Italy, which has one of Europe’s lowest birth rates, is bracing itself for an elderly population boom.
Already, more than seven million of Italy’s nearly 60 million people are older than 75. And 3.8 million are considered non-self-sufficient.
Diseases such as dementia and chronic illnesses weigh on the health system and families.
“The revolution”, said Dr Olimpia Pino, a professor of psychology at the University of Parma who designed the robot project, would be if a “social robot can assist in care”.
Leaps in AI would only make robots more responsive, she said, keeping older people self-sufficient longer and providing more relief to caregivers.
“We all have to look for all the possible solutions – in this case, technological,” Ms Loredana Ligabue, president of caregiver advocacy group Not Only Elderly, told the participants.
“We’ve seen the big fear of being alone.”
Robots are already interacting with the old in Japan and have been used in nursing homes in the United States.
But in Italy, the prototype is the latest attempt to recreate an echo of the traditional family structure that kept ageing Italians at home.
The Italy of popular imagination, where multi-generational families crowd around the table on Sunday and live happily under one roof, is being buffeted by major demographic headwinds.
Low birth rates and the flight of many young adults for economic opportunities abroad have depleted the ranks of potential caregivers.
Those left burdened with the care are often women, taking them out of the workforce, providing a drag on the economy and, experts say, further shrinking birth rates.
Yet home care remains central to the notion of ageing in a country where nursing homes exist but Italians vastly prefer finding ways to keep their old with them.
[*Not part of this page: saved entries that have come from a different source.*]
//! Single page compilation.
//!
//! ```text
//! resolve layouts -> sandbox -> compose -> compile -> write artifact + html
//! ```
//!
//! Every failure is returned as a [`PageError`]; the caller decides how to
//! report it. The sandbox is removed on every path out of [`build_page`].

use std::fs;

use anyhow::Context;
use thiserror::Error;

use super::compose::{ComposeError, Placement, compose};
use super::sandbox::Sandbox;
use super::typst::{CompileRequest, PageCompiler};
use super::CompileContext;
use crate::core::{BuildTarget, artifact_file_name, route_to_build_path};
use crate::embed::build::{PAGE_HTML, PageVars};
use crate::layout::resolve_layouts;
use crate::page::Page;
use crate::debug;

#[derive(Debug, Error)]
pub enum PageError {
    #[error(transparent)]
    Compose(#[from] ComposeError),

    #[error("sandbox: {0:#}")]
    Sandbox(anyhow::Error),

    #[error("{0}")]
    Compile(String),

    #[error("compiler produced no artifact")]
    MissingArtifact,

    #[error("output: {0:#}")]
    Output(anyhow::Error),
}

/// Build one page and write it to the output directory.
pub async fn build_page<C: PageCompiler>(
    page: &Page,
    ctx: &CompileContext,
    compiler: &C,
) -> Result<BuildTarget, PageError> {
    let key = page.key(&ctx.content_dir);
    let resolved = resolve_layouts(&page.path, &ctx.content_tree, &ctx.policy());
    debug!("page"; "{} uses {} layout(s)", key, resolved.candidates().len());

    let sandbox = Sandbox::create(&ctx.root).map_err(PageError::Sandbox)?;
    let document_key = sandbox.document_key();
    let document = compose(
        &resolved,
        &page.content,
        &Placement {
            content_dir: &ctx.content_dir,
            page: &key,
            document: &document_key,
        },
    )?;
    let document_path = sandbox.write_document(&document).map_err(PageError::Sandbox)?;

    let outcome = compiler
        .compile(CompileRequest {
            document: document_path,
            artifact: sandbox.artifact_path(),
            sandbox: sandbox.path().to_path_buf(),
            root: ctx.root.clone(),
        })
        .await;
    if !outcome.success {
        return Err(PageError::Compile(
            outcome.error.unwrap_or_else(|| "compilation failed".into()),
        ));
    }

    let artifact = sandbox.read_artifact().ok_or(PageError::MissingArtifact)?;
    let target = route_to_build_path(&page.route(&ctx.index));
    write_output(page, ctx, &target, &artifact).map_err(PageError::Output)?;

    Ok(target)
}

fn write_output(
    page: &Page,
    ctx: &CompileContext,
    target: &BuildTarget,
    artifact: &[u8],
) -> anyhow::Result<()> {
    let dir = ctx.output.join(&target.dir);
    fs::create_dir_all(&dir).with_context(|| format!("Failed to create {}", dir.display()))?;

    let artifact_path = ctx.output.join(&target.artifact_rel_path);
    fs::write(&artifact_path, artifact)
        .with_context(|| format!("Failed to write {}", artifact_path.display()))?;

    let html = PAGE_HTML.render(&PageVars {
        title: page.title(),
        artifact: artifact_file_name(),
    });
    let html_path = ctx.output.join(&target.html_rel_path);
    fs::write(&html_path, html).with_context(|| format!("Failed to write {}", html_path.display()))?;

    Ok(())
}

#[cfg(test)]
mod tests {
    use super::*;
    use crate::compiler::typst::CompileOutcome;
    use crate::core::{Content, FileTree};
    use crate::layout::InheritanceMode;
    use std::path::Path;
    use tempfile::TempDir;

    /// Writes the composed document back as the artifact.
    struct EchoCompiler;

    impl PageCompiler for EchoCompiler {
        async fn compile(&self, request: CompileRequest) -> CompileOutcome {
            match fs::copy(&request.document, &request.artifact) {
                Ok(_) => CompileOutcome::ok(),
                Err(e) => CompileOutcome::failed(e.to_string()),
            }
        }
    }

    struct FailingCompiler;

    impl PageCompiler for FailingCompiler {
        async fn compile(&self, _: CompileRequest) -> CompileOutcome {
            CompileOutcome::failed("error: unknown variable: oops")
        }
    }

    /// Reports success without producing anything.
    struct LazyCompiler;

    impl PageCompiler for LazyCompiler {
        async fn compile(&self, _: CompileRequest) -> CompileOutcome {
            CompileOutcome::ok()
        }
    }

    fn context(root: &Path, content_tree: FileTree) -> CompileContext {
        CompileContext {
            root: root.to_path_buf(),
            output: root.join("public"),
            content_dir: "content".into(),
            index: "index.typ".into(),
            mode: InheritanceMode::Fallback,
            max_depth: 8,
            content_tree,
        }
    }

    fn leaf(s: &str) -> FileTree {
        FileTree::Leaf(Content::Text(s.to_string()))
    }

    fn sandbox_is_empty(root: &Path) -> bool {
        fs::read_dir(root.join(crate::compiler::sandbox::SANDBOX_DIR))
            .map(|mut entries| entries.next().is_none())
            .unwrap_or(true)
    }

    #[tokio::test]
    async fn test_build_page_writes_artifact_and_html() {
        let tmp = TempDir::new().unwrap();
        let tree = FileTree::Dir(
            [
                ("index.typ".to_string(), leaf("#let layout(body) = { body }")),
                ("post.typ".to_string(), leaf("= Hello")),
            ]
            .into_iter()
            .collect(),
        );
        let ctx = context(tmp.path(), tree);
        let page = Page::new(&["post.typ"], Content::Text("= Hello".into()));

        let target = build_page(&page, &ctx, &EchoCompiler).await.unwrap();

        assert_eq!(target.artifact_rel_path, "post/index.pdf");
        let artifact = fs::read_to_string(tmp.path().join("public/post/index.pdf")).unwrap();
        assert!(artifact.contains("#show: layout"));
        assert!(artifact.ends_with("= Hello"));
        let html = fs::read_to_string(tmp.path().join("public/post/index.html")).unwrap();
        assert!(html.contains("<title>Hello</title>"));
        assert!(sandbox_is_empty(tmp.path()));
    }

    #[tokio::test]
    async fn test_compile_failure_is_reported_and_cleaned_up() {
        let tmp = TempDir::new().unwrap();
        let ctx = context(tmp.path(), FileTree::default());
        let page = Page::new(&["post.typ"], Content::Text("x".into()));

        let err = build_page(&page, &ctx, &FailingCompiler).await.unwrap_err();

        assert!(matches!(err, PageError::Compile(ref msg) if msg.contains("oops")));
        assert!(!tmp.path().join("public/post").exists());
        assert!(sandbox_is_empty(tmp.path()));
    }

    #[tokio::test]
    async fn test_missing_artifact() {
        let tmp = TempDir::new().unwrap();
        let ctx = context(tmp.path(), FileTree::default());
        let page = Page::new(&["post.typ"], Content::Text("x".into()));

        let err = build_page(&page, &ctx, &LazyCompiler).await.unwrap_err();
        assert!(matches!(err, PageError::MissingArtifact));
    }

    #[tokio::test]
    async fn test_binary_page_is_compose_error() {
        let tmp = TempDir::new().unwrap();
        let ctx = context(tmp.path(), FileTree::default());
        let page = Page::new(&["bad.typ"], Content::Binary(vec![0xff, 0x00]));

        let err = build_page(&page, &ctx, &EchoCompiler).await.unwrap_err();
        assert!(matches!(err, PageError::Compose(ComposeError::NotText(_))));
        assert!(sandbox_is_empty(tmp.path()));
    }
}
For decades, Italy avoided a serious reform of its long-term care sector by filling the gap with cheap and often off-the-books live-in workers, many from post-Soviet Eastern Europe – and especially Ukraine.
“That’s the long-term care pillar of this country,” said Dr Giovanni Lamura, director of Italy’s leading socio-economic research centre on ageing. “Without that, the whole system would collapse.”
In January, unions representing legal Badanti, as the workers are called there, won a pay rise that added as much as about €145 (S$210) a month for in-home care.
Struggling Italians say their pay cheques and pension benefits have not kept pace, forcing many to do the caring themselves.
When it comes to family caregivers, Italy has for decades provided government benefits to a single person in a family with a gravely ill person.
Later in 2023, paid leave and other relief will be allowed to be shared in a family, in practice meaning that more men can help.
In Emilia-Romagna, the region that includes Carpi, there are also plans to create a workforce of caregivers with experience caring for their own family members who can ultimately, when their own loved ones die, be employed to care for others.
“There is an enormous demand,” Ms Ligabue said.
This past week, Prime Minister Giorgia Meloni celebrated the passage of a new law intended to streamline access to services for the elderly and to bring greater government engagement in the growing field of long-term care.
But the law does not include specific measures to support family caregivers.
Italy’s Minister for Disabilities Alessandra Locatelli explained that the government did not want to prioritise Italians who cared for older family members over those who tended to younger disabled ones.
She said she expected a new measure by the end of the year to provide tax breaks and other benefits for “live-in family caregivers” for “all of the types of non-self-sufficient people”.
But the meeting in Carpi made it clear that many Italians do not necessarily live with the parents and grandparents they care for.
Some of those women are already looking beyond the government – to machines – for help.
As Nao, the posture-performing robot from France, made erratic movements on the desk, Mr Leonardo Saponaro, a psychology student who ran the focus group and whose grandfather suffered from dementia outside Rome, explained that the robot was not “a replacement for socialising with other people”.